Meeting Abstract

P1.93  Friday, Jan. 4  Twisty Twigs: Biomechanics of Storm Resistance in Distal Branches of Pawpaw ORTIZ, LA*; COUGHLIN, DJ; GOODRICH, KR; Widener Univ.; Widener Univ.; Widener Univ. kgoodrich@widener.edu

Woody plants can incur significant damage as a result of storm events. Following storms, pawpaw (Asimina triloba) exhibits distinctive reconfiguration of its distal twigs. Pawpaw, a temperate, hardwood species of the tropical family Annonaceae, has oblanceolate leaves (15-30cm in length) occurring on the distal portion of new growth along thin (3-7mm diam.) branches.
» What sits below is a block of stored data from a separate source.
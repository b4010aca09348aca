use std::collections::{HashMap, VecDeque};
use std::fmt;
use std::sync::Arc;

use super::row::{Row, column_index};
use crate::error::StorageError;
use crate::types::RowValues;

/// A row the backend handed over but that has not been surfaced yet.
pub(crate) enum PendingRow {
    Ready(Vec<RowValues>),
    #[cfg(feature = "postgres")]
    Postgres(tokio_postgres::Row),
    /// The backend failed while producing this row; nothing after it is readable.
    Failed(String),
}

enum ResultKind {
    Rows {
        columns: Arc<Vec<String>>,
        index: Arc<HashMap<String, usize>>,
        pending: VecDeque<PendingRow>,
        affected: u64,
    },
    Command {
        affected: u64,
        last_insert_id: Option<String>,
    },
}

/// Forward-only cursor over the outcome of one statement.
///
/// A statement either produced rows (`SELECT`, DML with `RETURNING`) or only a command
/// tag (`INSERT`, `UPDATE`, DDL, ...). Row access follows the cursor protocol:
///
/// ```rust
/// use storage_sql::prelude::*;
///
/// let mut rs = ResultSet::from_rows(
///     vec!["id".to_string()],
///     vec![vec![RowValues::Int(1)], vec![RowValues::Int(2)]],
/// );
/// assert!(rs.current().is_none());
/// assert!(rs.advance()?);
/// assert_eq!(rs.current().and_then(|r| r.get("id")), Some(&RowValues::Int(1)));
/// assert!(rs.advance()?);
/// assert!(!rs.advance()?);
/// assert!(rs.current().is_none());
/// # Ok::<(), StorageError>(())
/// ```
pub struct ResultSet {
    kind: ResultKind,
    started: bool,
    exhausted: bool,
    current: Option<Row>,
}

impl ResultSet {
    pub(crate) fn with_pending(
        columns: Vec<String>,
        pending: VecDeque<PendingRow>,
        affected: u64,
    ) -> Self {
        let index = Arc::new(column_index(&columns));
        Self {
            kind: ResultKind::Rows {
                columns: Arc::new(columns),
                index,
                pending,
                affected,
            },
            started: false,
            exhausted: false,
            current: None,
        }
    }

    /// A row-producing result over already materialized values.
    #[must_use]
    pub fn from_rows(columns: Vec<String>, rows: Vec<Vec<RowValues>>) -> Self {
        let pending = rows.into_iter().map(PendingRow::Ready).collect();
        Self::with_pending(columns, pending, 0)
    }

    /// A command result: no rows, only a change count and maybe a generated identifier.
    #[must_use]
    pub fn from_command(affected: u64, last_insert_id: Option<String>) -> Self {
        Self {
            kind: ResultKind::Command {
                affected,
                last_insert_id,
            },
            started: false,
            exhausted: false,
            current: None,
        }
    }

    /// Move to the next row.
    ///
    /// Returns `false` once the rows run out (and on every call after that) and always for
    /// command results.
    ///
    /// # Errors
    /// Returns `StorageError::ResultSetIterationFailed` if the backend could not produce
    /// the row; the cursor is exhausted afterwards.
    pub fn advance(&mut self) -> Result<bool, StorageError> {
        self.started = true;
        if self.exhausted {
            return Ok(false);
        }

        let ResultKind::Rows {
            columns,
            index,
            pending,
            ..
        } = &mut self.kind
        else {
            self.exhausted = true;
            return Ok(false);
        };

        let values = match pending.pop_front() {
            None => None,
            Some(PendingRow::Ready(values)) => Some(Ok(values)),
            #[cfg(feature = "postgres")]
            Some(PendingRow::Postgres(row)) => Some(
                crate::postgres::row_values(&row)
                    .map_err(|e| crate::taxonomy::describe_postgres(&e)),
            ),
            Some(PendingRow::Failed(message)) => Some(Err(message)),
        };

        match values {
            Some(Ok(values)) => {
                self.current = Some(Row::new(Arc::clone(columns), Arc::clone(index), values));
                Ok(true)
            }
            Some(Err(message)) => {
                self.finish();
                Err(StorageError::ResultSetIterationFailed(message))
            }
            None => {
                self.finish();
                Ok(false)
            }
        }
    }

    /// Row under the cursor; `None` before the first successful [`advance`](Self::advance)
    /// and after exhaustion.
    #[must_use]
    pub fn current(&self) -> Option<&Row> {
        self.current.as_ref()
    }

    /// Identifier generated by the statement, as text.
    ///
    /// For row results (`INSERT ... RETURNING id`) this is the first column of the current
    /// row; if iteration has not started the cursor advances once. For command results it
    /// is whatever the backend reported for the insert, if anything. `_sequence` is
    /// accepted for API parity; neither backend needs it.
    ///
    /// # Errors
    /// Returns `StorageError::ResultSetIterationFailed` if the implicit advance fails.
    pub fn last_insert_id(&mut self, _sequence: Option<&str>) -> Result<Option<String>, StorageError> {
        if let ResultKind::Command { last_insert_id, .. } = &self.kind {
            return Ok(last_insert_id.clone());
        }
        if !self.started {
            self.advance()?;
        }
        Ok(self
            .current
            .as_ref()
            .and_then(|row| row.get_by_index(0))
            .and_then(RowValues::to_plain_string))
    }

    /// Rows changed by the statement; 0 for reads.
    #[must_use]
    pub fn affected_rows(&self) -> u64 {
        match &self.kind {
            ResultKind::Rows { affected, .. } | ResultKind::Command { affected, .. } => *affected,
        }
    }

    /// Column names of a row result; empty for command results.
    #[must_use]
    pub fn column_names(&self) -> &[String] {
        match &self.kind {
            ResultKind::Rows { columns, .. } => columns,
            ResultKind::Command { .. } => &[],
        }
    }

    #[must_use]
    pub fn is_command(&self) -> bool {
        matches!(self.kind, ResultKind::Command { .. })
    }

    fn finish(&mut self) {
        self.exhausted = true;
        self.current = None;
        if let ResultKind::Rows { pending, .. } = &mut self.kind {
            pending.clear();
        }
    }
}

impl fmt::Debug for ResultSet {
    fn fmt(&self, f: &mut fmt::Formatter<'_>) -> fmt::Result {
        let mut s = f.debug_struct("ResultSet");
        match &self.kind {
            ResultKind::Rows {
                columns,
                pending,
                affected,
                ..
            } => s
                .field("columns", columns)
                .field("pending_rows", &pending.len())
                .field("affected", affected),
            ResultKind::Command {
                affected,
                last_insert_id,
            } => s
                .field("affected", affected)
                .field("last_insert_id", last_insert_id),
        };
        s.field("started", &self.started)
            .field("exhausted", &self.exhausted)
            .field("current", &self.current)
            .finish()
    }
}
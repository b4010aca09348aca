//! `PostgreSQL` backend: bb8 connection manager, parameter encoding, row decoding.

mod bytea;
mod manager;
mod params;
mod query;

pub use bytea::decode_bytea_text;
pub use manager::PgManager;
pub(crate) use query::{execute, row_values};
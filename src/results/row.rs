use std::collections::HashMap;
use std::sync::Arc;

use indexmap::IndexMap;

use crate::types::RowValues;

/// One row of a result, ordered like the statement's columns.
///
/// Column names and the name lookup table are shared by every row of the same result.
#[derive(Debug, Clone, PartialEq)]
pub struct Row {
    columns: Arc<Vec<String>>,
    index: Arc<HashMap<String, usize>>,
    values: Vec<RowValues>,
}

impl Row {
    pub(crate) fn new(
        columns: Arc<Vec<String>>,
        index: Arc<HashMap<String, usize>>,
        values: Vec<RowValues>,
    ) -> Self {
        Self {
            columns,
            index,
            values,
        }
    }

    /// Build a row outside of any result; duplicate names resolve to the first column.
    #[must_use]
    pub fn from_pairs<I, K>(pairs: I) -> Self
    where
        I: IntoIterator<Item = (K, RowValues)>,
        K: Into<String>,
    {
        let (columns, values): (Vec<String>, Vec<RowValues>) =
            pairs.into_iter().map(|(k, v)| (k.into(), v)).unzip();
        let index = Arc::new(column_index(&columns));
        Self::new(Arc::new(columns), index, values)
    }

    /// Position of a column; with duplicated names the first one wins.
    #[must_use]
    pub fn column_index(&self, column_name: &str) -> Option<usize> {
        self.index.get(column_name).copied()
    }

    #[must_use]
    pub fn get(&self, column_name: &str) -> Option<&RowValues> {
        self.column_index(column_name)
            .and_then(|idx| self.values.get(idx))
    }

    #[must_use]
    pub fn get_by_index(&self, index: usize) -> Option<&RowValues> {
        self.values.get(index)
    }

    #[must_use]
    pub fn columns(&self) -> &[String] {
        &self.columns
    }

    #[must_use]
    pub fn values(&self) -> &[RowValues] {
        &self.values
    }

    #[must_use]
    pub fn len(&self) -> usize {
        self.values.len()
    }

    #[must_use]
    pub fn is_empty(&self) -> bool {
        self.values.is_empty()
    }

    #[must_use]
    pub fn into_values(self) -> Vec<RowValues> {
        self.values
    }

    /// Column name to value, in column order. Later duplicates overwrite earlier ones.
    #[must_use]
    pub fn into_map(self) -> IndexMap<String, RowValues> {
        self.columns.iter().cloned().zip(self.values).collect()
    }
}

pub(crate) fn column_index(columns: &[String]) -> HashMap<String, usize> {
    let mut index = HashMap::with_capacity(columns.len());
    for (i, name) in columns.iter().enumerate() {
        index.entry(name.clone()).or_insert(i);
    }
    index
}
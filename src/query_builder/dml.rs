use indexmap::IndexMap;
use serde::Serialize;

use super::record::record_to_row;
use super::{CompiledQuery, Criterion, ToParameter, quote_identifier, where_clause};
use crate::error::StorageError;
use crate::types::RowValues;

fn collect_values<I, K, V>(values: I) -> Result<IndexMap<String, RowValues>, StorageError>
where
    I: IntoIterator<Item = (K, V)>,
    K: Into<String>,
    V: ToParameter,
{
    values
        .into_iter()
        .map(|(column, value)| Ok((column.into(), value.to_parameter()?)))
        .collect()
}

fn returning_clause(returning: &[String], sql: &mut String) {
    if !returning.is_empty() {
        let columns = returning
            .iter()
            .map(|c| quote_identifier(c))
            .collect::<Vec<_>>()
            .join(", ");
        sql.push_str(" RETURNING ");
        sql.push_str(&columns);
    }
}

/// `INSERT` builder; see [`insert_query`].
#[derive(Debug, Clone, PartialEq)]
pub struct InsertQuery {
    table: String,
    values: IndexMap<String, RowValues>,
    returning: Vec<String>,
}

/// `INSERT` of column/value pairs into `table`.
///
/// ```rust
/// use storage_sql::prelude::*;
///
/// let query = insert_query("test", [("first", 1), ("second", 2)])?.compile();
/// assert_eq!(query.sql(), r#"INSERT INTO "test" ("first", "second") VALUES (?, ?)"#);
/// # Ok::<(), StorageError>(())
/// ```
///
/// # Errors
/// Returns `StorageError::IncorrectParameterCast` if a value has no scalar form.
pub fn insert_query<I, K, V>(table: &str, values: I) -> Result<InsertQuery, StorageError>
where
    I: IntoIterator<Item = (K, V)>,
    K: Into<String>,
    V: ToParameter,
{
    Ok(InsertQuery {
        table: table.to_string(),
        values: collect_values(values)?,
        returning: Vec::new(),
    })
}

/// `INSERT` of a serializable record; see [`record_to_row`] for the field mapping.
///
/// # Errors
/// Returns `StorageError::IncorrectParameterCast` if a field is not scalar.
pub fn insert_record<R: Serialize + ?Sized>(
    table: &str,
    record: &R,
) -> Result<InsertQuery, StorageError> {
    Ok(InsertQuery {
        table: table.to_string(),
        values: record_to_row(record)?,
        returning: Vec::new(),
    })
}

impl InsertQuery {
    /// Append `RETURNING` columns, e.g. a generated key.
    #[must_use]
    pub fn returning(mut self, columns: &[&str]) -> Self {
        self.returning = columns.iter().map(ToString::to_string).collect();
        self
    }

    #[must_use]
    pub fn compile(&self) -> CompiledQuery {
        let table = quote_identifier(&self.table);
        let mut sql = if self.values.is_empty() {
            format!("INSERT INTO {table} DEFAULT VALUES")
        } else {
            let columns = self
                .values
                .keys()
                .map(|c| quote_identifier(c))
                .collect::<Vec<_>>()
                .join(", ");
            let markers = vec!["?"; self.values.len()].join(", ");
            format!("INSERT INTO {table} ({columns}) VALUES ({markers})")
        };
        returning_clause(&self.returning, &mut sql);
        CompiledQuery::new(sql, self.values.values().cloned().collect())
    }
}

/// `UPDATE` builder; see [`update_query`].
#[derive(Debug, Clone, PartialEq)]
pub struct UpdateQuery {
    table: String,
    values: IndexMap<String, RowValues>,
    criteria: Vec<Criterion>,
    returning: Vec<String>,
}

/// `UPDATE` setting column/value pairs on `table`. Without criteria every row is updated.
///
/// # Errors
/// Returns `StorageError::IncorrectParameterCast` if a value has no scalar form.
pub fn update_query<I, K, V>(table: &str, values: I) -> Result<UpdateQuery, StorageError>
where
    I: IntoIterator<Item = (K, V)>,
    K: Into<String>,
    V: ToParameter,
{
    Ok(UpdateQuery {
        table: table.to_string(),
        values: collect_values(values)?,
        criteria: Vec::new(),
        returning: Vec::new(),
    })
}

/// `UPDATE` with the fields of a serializable record.
///
/// # Errors
/// Returns `StorageError::IncorrectParameterCast` if a field is not scalar.
pub fn update_record<R: Serialize + ?Sized>(
    table: &str,
    record: &R,
) -> Result<UpdateQuery, StorageError> {
    Ok(UpdateQuery {
        table: table.to_string(),
        values: record_to_row(record)?,
        criteria: Vec::new(),
        returning: Vec::new(),
    })
}

impl UpdateQuery {
    #[must_use]
    pub fn where_(mut self, criterion: Criterion) -> Self {
        self.criteria.push(criterion);
        self
    }

    #[must_use]
    pub fn and_where(self, criterion: Criterion) -> Self {
        self.where_(criterion)
    }

    #[must_use]
    pub fn returning(mut self, columns: &[&str]) -> Self {
        self.returning = columns.iter().map(ToString::to_string).collect();
        self
    }

    #[must_use]
    pub fn compile(&self) -> CompiledQuery {
        let assignments = self
            .values
            .keys()
            .map(|c| format!("{} = ?", quote_identifier(c)))
            .collect::<Vec<_>>()
            .join(", ");
        let mut sql = format!("UPDATE {} SET {assignments}", quote_identifier(&self.table));
        let mut params: Vec<RowValues> = self.values.values().cloned().collect();
        where_clause(&self.criteria, &mut sql, &mut params);
        returning_clause(&self.returning, &mut sql);
        CompiledQuery::new(sql, params)
    }
}

/// `DELETE` builder; see [`delete_query`].
#[derive(Debug, Clone, PartialEq)]
pub struct DeleteQuery {
    table: String,
    criteria: Vec<Criterion>,
}

/// `DELETE FROM table`; without criteria every row is deleted.
#[must_use]
pub fn delete_query(table: &str) -> DeleteQuery {
    DeleteQuery {
        table: table.to_string(),
        criteria: Vec::new(),
    }
}

impl DeleteQuery {
    #[must_use]
    pub fn where_(mut self, criterion: Criterion) -> Self {
        self.criteria.push(criterion);
        self
    }

    #[must_use]
    pub fn and_where(self, criterion: Criterion) -> Self {
        self.where_(criterion)
    }

    #[must_use]
    pub fn compile(&self) -> CompiledQuery {
        let mut sql = format!("DELETE FROM {}", quote_identifier(&self.table));
        let mut params = Vec::new();
        where_clause(&self.criteria, &mut sql, &mut params);
        CompiledQuery::new(sql, params)
    }
}

#[cfg(test)]
mod tests {
    use super::*;
    use crate::query_builder::{equals_criteria, less_than_criteria};

    #[test]
    fn update_sets_then_filters() {
        let query = update_query("test", [("name", "Ivan"), ("email", "ivan@example.com")])
            .unwrap()
            .where_(equals_criteria("id", 42).unwrap())
            .compile();
        assert_eq!(
            query.sql(),
            r#"UPDATE "test" SET "name" = ?, "email" = ? WHERE "id" = ?"#
        );
        assert_eq!(
            query.params(),
            [
                RowValues::Text("Ivan".into()),
                RowValues::Text("ivan@example.com".into()),
                RowValues::Int(42)
            ]
        );
    }

    #[test]
    fn delete_without_and_with_criteria() {
        assert_eq!(delete_query("test").compile().sql(), r#"DELETE FROM "test""#);
        let query = delete_query("test")
            .where_(equals_criteria("a", 1).unwrap())
            .and_where(less_than_criteria("b", 2).unwrap())
            .compile();
        assert_eq!(query.sql(), r#"DELETE FROM "test" WHERE "a" = ? AND "b" < ?"#);
        assert_eq!(query.params(), [RowValues::Int(1), RowValues::Int(2)]);
    }

    #[test]
    fn insert_with_returning_and_defaults() {
        let query = insert_query("test", [("first", "1")])
            .unwrap()
            .returning(&["id"])
            .compile();
        assert_eq!(
            query.sql(),
            r#"INSERT INTO "test" ("first") VALUES (?) RETURNING "id""#
        );
        let empty: [(&str, i64); 0] = [];
        assert_eq!(
            insert_query("test", empty).unwrap().compile().sql(),
            r#"INSERT INTO "test" DEFAULT VALUES"#
        );
    }

    #[derive(Serialize)]
    #[serde(rename_all = "camelCase")]
    struct Customer {
        first_name: String,
        loyalty_points: i64,
    }

    #[test]
    fn records_map_to_snake_case_columns() {
        let customer = Customer {
            first_name: "Ann".into(),
            loyalty_points: 10,
        };
        let insert = insert_record("customers", &customer).unwrap().compile();
        assert_eq!(
            insert.sql(),
            r#"INSERT INTO "customers" ("first_name", "loyalty_points") VALUES (?, ?)"#
        );
        let update = update_record("customers", &customer)
            .unwrap()
            .where_(equals_criteria("id", 1).unwrap())
            .compile();
        assert_eq!(
            update.sql(),
            r#"UPDATE "customers" SET "first_name" = ?, "loyalty_points" = ? WHERE "id" = ?"#
        );
    }
}
use indexmap::IndexMap;

use super::{CompiledQuery, Criterion, Order, quote_identifier, where_clause};

/// `SELECT` builder; see [`select_query`].
#[derive(Debug, Clone, PartialEq)]
pub struct SelectQuery {
    table: String,
    columns: Vec<String>,
    criteria: Vec<Criterion>,
    order_by: IndexMap<String, Order>,
    limit: Option<u64>,
    offset: Option<u64>,
}

/// Start a `SELECT` over `columns` of `table`; no columns selects `*`.
#[must_use]
pub fn select_query(table: &str, columns: &[&str]) -> SelectQuery {
    SelectQuery {
        table: table.to_string(),
        columns: columns.iter().map(ToString::to_string).collect(),
        criteria: Vec::new(),
        order_by: IndexMap::new(),
        limit: None,
        offset: None,
    }
}

impl SelectQuery {
    /// Add a filter. Filters are always combined with `AND`.
    #[must_use]
    pub fn where_(mut self, criterion: Criterion) -> Self {
        self.criteria.push(criterion);
        self
    }

    #[must_use]
    pub fn and_where(self, criterion: Criterion) -> Self {
        self.where_(criterion)
    }

    /// Sort by `column`; columns sort in the order they were added, re-adding one only
    /// changes its direction.
    #[must_use]
    pub fn order_by(mut self, column: &str, order: Order) -> Self {
        self.order_by.insert(column.to_string(), order);
        self
    }

    #[must_use]
    pub fn limit(mut self, limit: u64) -> Self {
        self.limit = Some(limit);
        self
    }

    #[must_use]
    pub fn offset(mut self, offset: u64) -> Self {
        self.offset = Some(offset);
        self
    }

    #[must_use]
    pub fn compile(&self) -> CompiledQuery {
        let columns = if self.columns.is_empty() {
            "*".to_string()
        } else {
            self.columns
                .iter()
                .map(|c| quote_identifier(c))
                .collect::<Vec<_>>()
                .join(", ")
        };

        let mut sql = format!("SELECT {columns} FROM {}", quote_identifier(&self.table));
        let mut params = Vec::new();
        where_clause(&self.criteria, &mut sql, &mut params);

        if !self.order_by.is_empty() {
            let order = self
                .order_by
                .iter()
                .map(|(column, order)| format!("{} {}", quote_identifier(column), order.as_sql()))
                .collect::<Vec<_>>()
                .join(", ");
            sql.push_str(" ORDER BY ");
            sql.push_str(&order);
        }
        if let Some(limit) = self.limit {
            sql.push_str(&format!(" LIMIT {limit}"));
        }
        if let Some(offset) = self.offset {
            sql.push_str(&format!(" OFFSET {offset}"));
        }

        CompiledQuery::new(sql, params)
    }
}

#[cfg(test)]
mod tests {
    use super::*;
    use crate::query_builder::{equals_criteria, not_equals_criteria};
    use crate::types::RowValues;

    #[test]
    fn select_with_columns_and_criteria() {
        let query = select_query("test", &["id", "value"])
            .where_(equals_criteria("id", "uuid").unwrap())
            .compile();
        assert_eq!(query.sql(), r#"SELECT "id", "value" FROM "test" WHERE "id" = ?"#);
        assert_eq!(query.params(), [RowValues::Text("uuid".into())]);
    }

    #[test]
    fn select_star_with_ordering_and_limit() {
        let query = select_query("test", &[])
            .where_(not_equals_criteria("id", 1).unwrap())
            .and_where(equals_criteria("kind", "a").unwrap())
            .order_by("b", Order::Desc)
            .order_by("a", Order::Asc)
            .order_by("b", Order::Asc)
            .limit(10)
            .offset(20)
            .compile();
        assert_eq!(
            query.sql(),
            r#"SELECT * FROM "test" WHERE "id" != ? AND "kind" = ? ORDER BY "b" ASC, "a" ASC LIMIT 10 OFFSET 20"#
        );
        assert_eq!(query.params().len(), 2);
    }
}
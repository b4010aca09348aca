use rusqlite::ToSql;
use rusqlite::types::{ToSqlOutput, Value, ValueRef};

use crate::types::RowValues;

// SQLite has no boolean, timestamp or JSON storage class: booleans become 0/1, timestamps
// ISO-8601 text and JSON its serialized text.
impl ToSql for RowValues {
    fn to_sql(&self) -> rusqlite::Result<ToSqlOutput<'_>> {
        Ok(match self {
            RowValues::Null => ToSqlOutput::Owned(Value::Null),
            RowValues::Int(i) => ToSqlOutput::Owned(Value::Integer(*i)),
            RowValues::Float(f) => ToSqlOutput::Owned(Value::Real(*f)),
            RowValues::Bool(b) => ToSqlOutput::Owned(Value::Integer(i64::from(*b))),
            RowValues::Text(s) => ToSqlOutput::Borrowed(ValueRef::Text(s.as_bytes())),
            RowValues::Timestamp(dt) => {
                ToSqlOutput::Owned(Value::Text(dt.format("%F %T%.f").to_string()))
            }
            RowValues::JSON(value) => ToSqlOutput::Owned(Value::Text(value.to_string())),
            RowValues::Blob(bytes) => ToSqlOutput::Borrowed(ValueRef::Blob(bytes)),
        })
    }
}

/// Storage class of a column value as a [`RowValues`].
pub(super) fn from_sqlite_value(value: Value) -> RowValues {
    match value {
        Value::Null => RowValues::Null,
        Value::Integer(i) => RowValues::Int(i),
        Value::Real(f) => RowValues::Float(f),
        Value::Text(s) => RowValues::Text(s),
        Value::Blob(b) => RowValues::Blob(b),
    }
}
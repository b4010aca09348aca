use std::sync::LazyLock;

use indexmap::IndexMap;
use regex::Regex;
use serde::Serialize;
use serde_json::Value as JsonValue;

use super::criteria::json_to_parameter;
use crate::error::StorageError;
use crate::types::RowValues;

static INNER_UPPERCASE: LazyLock<Regex> =
    LazyLock::new(|| Regex::new(r"\B[A-Z]").expect("valid uppercase pattern"));

/// `someSnakeCase` → `some_snake_case`.
#[must_use]
pub fn to_snake_case(name: &str) -> String {
    INNER_UPPERCASE.replace_all(name, "_$0").to_lowercase()
}

/// Column/value pairs of a record, keyed by the snake-cased serialized field names.
///
/// ```rust
/// use serde::Serialize;
/// use storage_sql::prelude::*;
///
/// #[derive(Serialize)]
/// #[serde(rename_all = "camelCase")]
/// struct Customer {
///     customer_id: i64,
///     display_name: Option<String>,
/// }
///
/// let row = record_to_row(&Customer { customer_id: 1, display_name: None })?;
/// assert_eq!(row.get("customer_id"), Some(&RowValues::Int(1)));
/// assert_eq!(row.get("display_name"), Some(&RowValues::Null));
/// # Ok::<(), StorageError>(())
/// ```
///
/// # Errors
/// Returns `StorageError::IncorrectParameterCast` if the record does not serialize to a
/// map or a field holds a list or a nested map.
pub fn record_to_row<R: Serialize + ?Sized>(
    record: &R,
) -> Result<IndexMap<String, RowValues>, StorageError> {
    let value = serde_json::to_value(record).map_err(|e| {
        StorageError::IncorrectParameterCast(format!("record cannot be serialized: {e}"))
    })?;
    let JsonValue::Object(fields) = value else {
        return Err(StorageError::IncorrectParameterCast(
            "record must serialize to a map of fields".to_string(),
        ));
    };

    fields
        .into_iter()
        .map(|(key, value)| {
            let column = to_snake_case(&key);
            json_to_parameter(&key, value).map(|param| (column, param))
        })
        .collect()
}

#[cfg(test)]
mod tests {
    use super::*;
    use serde::Serialize;

    #[test]
    fn snake_case_conversion() {
        assert_eq!(to_snake_case("someSnakeCase"), "some_snake_case");
        assert_eq!(to_snake_case("SomeSnakeCase"), "some_snake_case");
        assert_eq!(to_snake_case("already_snake"), "already_snake");
        assert_eq!(to_snake_case("id"), "id");
    }

    #[derive(Serialize)]
    struct Plain {
        #[serde(rename = "firstValue")]
        first: &'static str,
        second: i64,
    }

    #[test]
    fn fields_keep_declaration_order() {
        let row = record_to_row(&Plain {
            first: "a",
            second: 2,
        })
        .unwrap();
        let keys: Vec<_> = row.keys().map(String::as_str).collect();
        assert_eq!(keys, ["first_value", "second"]);
    }

    #[derive(Serialize)]
    struct WithList {
        key: Vec<i32>,
    }

    #[test]
    fn lists_are_refused() {
        match record_to_row(&WithList { key: vec![1] }) {
            Err(StorageError::IncorrectParameterCast(message)) => assert_eq!(
                message,
                r#"The "key" property must contain a scalar value. "array" given"#
            ),
            other => panic!("unexpected: {other:?}"),
        }
    }

    struct Sku(u32);

    impl std::fmt::Display for Sku {
        fn fmt(&self, f: &mut std::fmt::Formatter<'_>) -> std::fmt::Result {
            write!(f, "SKU-{:05}", self.0)
        }
    }

    #[derive(Serialize)]
    struct LineItem {
        sku: crate::query_builder::Stringified<Sku>,
        quantity: i64,
    }

    #[test]
    fn stringified_fields_bind_as_text() {
        let row = record_to_row(&LineItem {
            sku: crate::query_builder::Stringified(Sku(42)),
            quantity: 3,
        })
        .unwrap();
        assert_eq!(row.get("sku"), Some(&RowValues::Text("SKU-00042".into())));
        assert_eq!(row.get("quantity"), Some(&RowValues::Int(3)));
    }

    #[test]
    fn non_map_records_are_refused() {
        assert!(record_to_row(&42).is_err());
    }
}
Following a wind event, some terminal branches remain “flipped” or rotated 180 degrees. Within 24-48 hrs, these “flipped” branches return to a “right-side-up” conformation. We examined torsional stiffness (GJ), flexural stiffness (EI) and viscoelastic creep in twigs from pawpaw and two co-occuring tree species (tulip poplar and bitternut hickory). These additional species do not exhibit the “flipping” phenomenon, yet have similar leaf areas and distal twig diameters. Pawpaw has lower torsional stiffness compared to tulip poplar and hickory, as indicated by the ratio of EI to GJ (or the “twistiness” to “bendiness” ratio of Vogel). In addition, only pawpaw showed significant torsional creep followed by relaxation or return to initial orientation. We suggest this is a biomechanical mechanism of pawpaw allowing reconfiguration of the leaves in heavy wind/rain in order to reduce damage.